Por: Erika Quintero García
Y ahí estaba Carolina, frente a la viga de equilibrio a sus 7 años, no imaginaba en lo que se convertiría aquella aventura a la que sus padres la habían metido solo para mantenerla ocupada. Era una niña inquieta a la que no le gustaban las muñecas, al crecer en casa de su abuelita rodeada de primos del sexo masculino le encantaba treparse a los árboles, jugar metita con cochecitos de metal, los típicos hot wheels que todo niño tiene, andar en bici, jugar trompo, yoyo, stop, las muñecas no eran para ella, no le llamaban la atención, todo lo contrario, la aburrían y terminaban sucias, despeinadas a la mitad del patio.
A los 6 años se mudaron lejos de sus abuelos, llegaron a una colonia lejana y desconocida, la calle en la que vivía estaban todas las escuelas a las que asistiría en años venideros. Carolina solo tenía un hermano, ella era la más grande, eran muy diferentes, Emmanuel estudioso, muy inteligente por naturaleza, consentido por su madre, su orgullo total. Caro todo lo contrario, poco estudiosa, tenía que estudiar muchísimo para poder acreditar un examen, siempre inquieta, trepándose a los roperos y saltando a la cama encima de su hermano, siempre intrépida, latosa y esa energía que no podían controlar sus padres la llevo a incursionar en el mundo de la Gimnasia Olímpica.

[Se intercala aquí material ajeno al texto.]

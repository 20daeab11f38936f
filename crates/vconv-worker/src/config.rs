//! Worker configuration.

use std::path::PathBuf;
use std::time::Duration;

use vconv_queue::Topology;

/// Worker configuration.
#[derive(Debug, Clone)]
pub struct WorkerConfig {
    /// Shared upload root; chunks for video N live in `<root_path>/N`
    pub root_path: PathBuf,
    /// Where conversion jobs are consumed from
    pub conversion: Topology,
    /// Where confirmations are published
    pub confirmation: Topology,
    /// Where retryable failures are re-published; `None` acknowledges them
    pub retry: Option<Topology>,
    /// FFmpeg binary name or path
    pub ffmpeg_bin: String,
    /// Maximum transcoder run time
    pub transcode_timeout: Option<Duration>,
    /// How long shutdown waits for the in-flight job
    pub shutdown_timeout: Duration,
    /// Prometheus exporter port
    pub metrics_port: Option<u16>,
}

impl Default for WorkerConfig {
    fn default() -> Self {
        Self {
            root_path: PathBuf::from("/media/uploads"),
            conversion: Topology::new("conversion_exchange", "conversion", "video_conversion_queue"),
            confirmation: Topology::new(
                "conversion_exchange",
                "finish-conversion",
                "video_confirmation_queue",
            ),
            retry: None,
            ffmpeg_bin: "ffmpeg".to_string(),
            transcode_timeout: None,
            shutdown_timeout: Duration::from_secs(30),
            metrics_port: None,
        }
    }
}

fn env_or(key: &str, default: &str) -> String {
    std::env::var(key).unwrap_or_else(|_| default.to_string())
}

impl WorkerConfig {
    /// Create config from environment variables.
    pub fn from_env() -> Self {
        let defaults = Self::default();

        let exchange = env_or("CONVERSION_EXCHANGE", &defaults.conversion.exchange);
        let conversion = Topology::new(
            exchange.clone(),
            env_or("CONVERSION_KEY", &defaults.conversion.routing_key),
            env_or("CONVERSION_QUEUE", &defaults.conversion.queue),
        );
        let confirmation = Topology::new(
            env_or("CONFIRMATION_EXCHANGE", &exchange),
            env_or("CONFIRMATION_KEY", &defaults.confirmation.routing_key),
            env_or("CONFIRMATION_QUEUE", &defaults.confirmation.queue),
        );
        let retry = std::env::var("RETRY_QUEUE")
            .ok()
            .filter(|q| !q.is_empty())
            .map(|queue| {
                Topology::new(
                    exchange.clone(),
                    env_or("RETRY_KEY", "conversion-retry"),
                    queue,
                )
            });

        Self {
            root_path: std::env::var("VIDEO_ROOT_PATH")
                .map(PathBuf::from)
                .unwrap_or(defaults.root_path),
            conversion,
            confirmation,
            retry,
            ffmpeg_bin: env_or("FFMPEG_BIN", &defaults.ffmpeg_bin),
            transcode_timeout: std::env::var("TRANSCODE_TIMEOUT_SECS")
                .ok()
                .and_then(|s| s.parse().ok())
                .map(Duration::from_secs),
            shutdown_timeout: Duration::from_secs(
                std::env::var("WORKER_SHUTDOWN_TIMEOUT_SECS")
                    .ok()
                    .and_then(|s| s.parse().ok())
                    .unwrap_or(30),
            ),
            metrics_port: std::env::var("METRICS_PORT")
                .ok()
                .and_then(|s| s.parse().ok()),
        }
    }
}
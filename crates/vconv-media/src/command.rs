//! FFmpeg command builder and runner.

use std::path::{Path, PathBuf};
use std::process::Stdio;
use std::time::Duration;

use tokio::process::Command;
use tracing::{debug, warn};

use crate::error::{MediaError, MediaResult};

/// Builder for FFmpeg commands.
///
/// Always overwrites the output and logs at `error` level only.
#[derive(Debug, Clone)]
pub struct FfmpegCommand {
    /// Input file path
    input: PathBuf,
    /// Output file path
    output: PathBuf,
    /// Output arguments (after -i)
    output_args: Vec<String>,
}

impl FfmpegCommand {
    /// Create a new FFmpeg command.
    pub fn new(input: impl AsRef<Path>, output: impl AsRef<Path>) -> Self {
        Self {
            input: input.as_ref().to_path_buf(),
            output: output.as_ref().to_path_buf(),
            output_args: Vec::new(),
        }
    }

    /// Add output arguments (after -i).
    pub fn output_arg(mut self, arg: impl Into<String>) -> Self {
        self.output_args.push(arg.into());
        self
    }

    /// Set the output container format.
    pub fn format(self, format: impl Into<String>) -> Self {
        self.output_arg("-f").output_arg(format)
    }

    pub fn output(&self) -> &Path {
        &self.output
    }

    /// Build the command arguments.
    pub fn build_args(&self) -> Vec<String> {
        let mut args: Vec<String> = ["-y", "-v", "error", "-i"]
            .iter()
            .map(|s| s.to_string())
            .collect();

        args.push(self.input.to_string_lossy().to_string());
        args.extend(self.output_args.iter().cloned());
        args.push(self.output.to_string_lossy().to_string());

        args
    }
}

/// Captured output of a finished command.
#[derive(Debug, Clone, Default)]
pub struct CommandOutput {
    pub stdout: String,
    pub stderr: String,
}

impl CommandOutput {
    /// Stdout followed by stderr, for diagnostics.
    pub fn combined(&self) -> String {
        match (self.stdout.trim().is_empty(), self.stderr.trim().is_empty()) {
            (true, _) => self.stderr.clone(),
            (false, true) => self.stdout.clone(),
            (false, false) => format!("{}\n{}", self.stdout, self.stderr),
        }
    }
}

/// Runner for FFmpeg commands.
#[derive(Debug, Clone)]
pub struct FfmpegRunner {
    /// Binary name or path
    program: String,
    /// Timeout in seconds
    timeout_secs: Option<u64>,
}

impl Default for FfmpegRunner {
    fn default() -> Self {
        Self::new()
    }
}

impl FfmpegRunner {
    /// Create a runner using `ffmpeg` from `PATH`.
    pub fn new() -> Self {
        Self {
            program: "ffmpeg".to_string(),
            timeout_secs: None,
        }
    }

    /// Use a specific binary.
    pub fn with_program(mut self, program: impl Into<String>) -> Self {
        self.program = program.into();
        self
    }

    /// Set timeout.
    pub fn with_timeout(mut self, secs: u64) -> Self {
        self.timeout_secs = Some(secs);
        self
    }

    pub fn program(&self) -> &str {
        &self.program
    }

    /// Run an FFmpeg command to completion, capturing its output.
    ///
    /// A non-zero exit is an error carrying the combined output.
    pub async fn run(&self, cmd: &FfmpegCommand) -> MediaResult<CommandOutput> {
        let program = which::which(&self.program)
            .map_err(|_| MediaError::FfmpegNotFound(self.program.clone()))?;

        let args = cmd.build_args();
        debug!("Running FFmpeg: {} {}", program.display(), args.join(" "));

        let child = Command::new(&program)
            .args(&args)
            .stdin(Stdio::null())
            .stdout(Stdio::piped())
            .stderr(Stdio::piped())
            .kill_on_drop(true)
            .spawn()?;

        // Dropping the future on timeout kills the child.
        let output = match self.timeout_secs {
            Some(secs) => {
                match tokio::time::timeout(Duration::from_secs(secs), child.wait_with_output())
                    .await
                {
                    Ok(result) => result?,
                    Err(_) => {
                        warn!("FFmpeg timed out after {} seconds, killing process", secs);
                        return Err(MediaError::Timeout(secs));
                    }
                }
            }
            None => child.wait_with_output().await?,
        };

        let captured = CommandOutput {
            stdout: String::from_utf8_lossy(&output.stdout).into_owned(),
            stderr: String::from_utf8_lossy(&output.stderr).into_owned(),
        };

        if output.status.success() {
            Ok(captured)
        } else {
            Err(MediaError::ffmpeg_failed(
                format!("FFmpeg exited with {}", output.status),
                Some(captured.combined()),
                output.status.code(),
            ))
        }
    }
}

/// Check if FFmpeg is available.
pub fn check_ffmpeg(program: &str) -> MediaResult<PathBuf> {
    which::which(program).map_err(|_| MediaError::FfmpegNotFound(program.to_string()))
}
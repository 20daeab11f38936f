//! Shared data models for the video conversion worker.
//!
//! This crate provides Serde-serializable types for:
//! - Conversion jobs received from the broker
//! - Confirmation messages published after a successful conversion
//! - The on-disk layout of a job's chunks and output package

pub mod job;
pub mod layout;
pub mod video;

// Re-export common types
pub use job::{ConversionConfirmation, ConversionJob};
pub use layout::{JobPaths, CHUNK_EXTENSION, DASH_DIR, MANIFEST_FILE, MERGED_FILE};
pub use video::VideoId;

Así fue como llego a un Gimnasio modesto de su colonia “Hermanos Decena”, ahí conoció a quien sería su mentor, su gran inspiración, su ejemplo a seguir Edmundo Decena, su coach, un tipo estricto, alto, tez morena, bigote, cabello rizado, portador de una gran personalidad. Oriundo de la Ciudad de México Edmundo llego a la colonia con muchas ilusiones de fomentar en los lugareños el amor por el deporte que a él le había dado tantas satisfacciones, contaba con una gran trayectoria dentro del mundo de la Gimnasia, representante de México a nivel mundial, se había convertido en un gran entrenador y quería contagiar a la comunidad el amor por este hermoso deporte.
Carolina al principio se sintió intimidada, enfundada en un leotardo de color negro con franjas azul eléctrico, de manga larga y zapatillas de lona color crudo le parecía incomodo y a la vez algo nuevo e intrigante. Y así empezaron los mejores días de su vida; inicio entrenado 2 horas, 3 veces por semana y lo que comenzó como una actividad para cansarla y mantenerla ocupada comenzó a convertirse en su pasión, conforme pasaba el tiempo sentía la necesidad de estar ahí el mayor tiempo posible, su talento era evidente, tenia hambre de aprender, convertirse en la mejor, destacar y dar el siguiente paso, adentrarse en el mundo de las competencias entre pequeños gimnasios dentro de la ciudad pero con gran prestigio dentro de la Gimnasia.
Transcurrieron varios años en los que Carolina siguió entrenando fuerte ahora ya era una adolescente de 11 años, el deporte que ahora tanto amaba ya había dado sus primeros frutos, algunas medallas de pequeños encuentros que la motivaban a crecer cada vez más.
Sus largas jornadas de entrenamiento la habían obligado a convertirse en una estudiante responsable, pues amenazada estaba por sus padres de que, a la primera mala nota estaría fuera de la gimnasia, llegaba de la escuela hacia tarea, comía, descansaba un poco y corría al gimnasio que se encontraba a una cuadra de su casa y ahí entrenaba 6 horas todos los días, los fines de semana solo entrenaba 2 horas, era algo que ya no podía dejar de hacer.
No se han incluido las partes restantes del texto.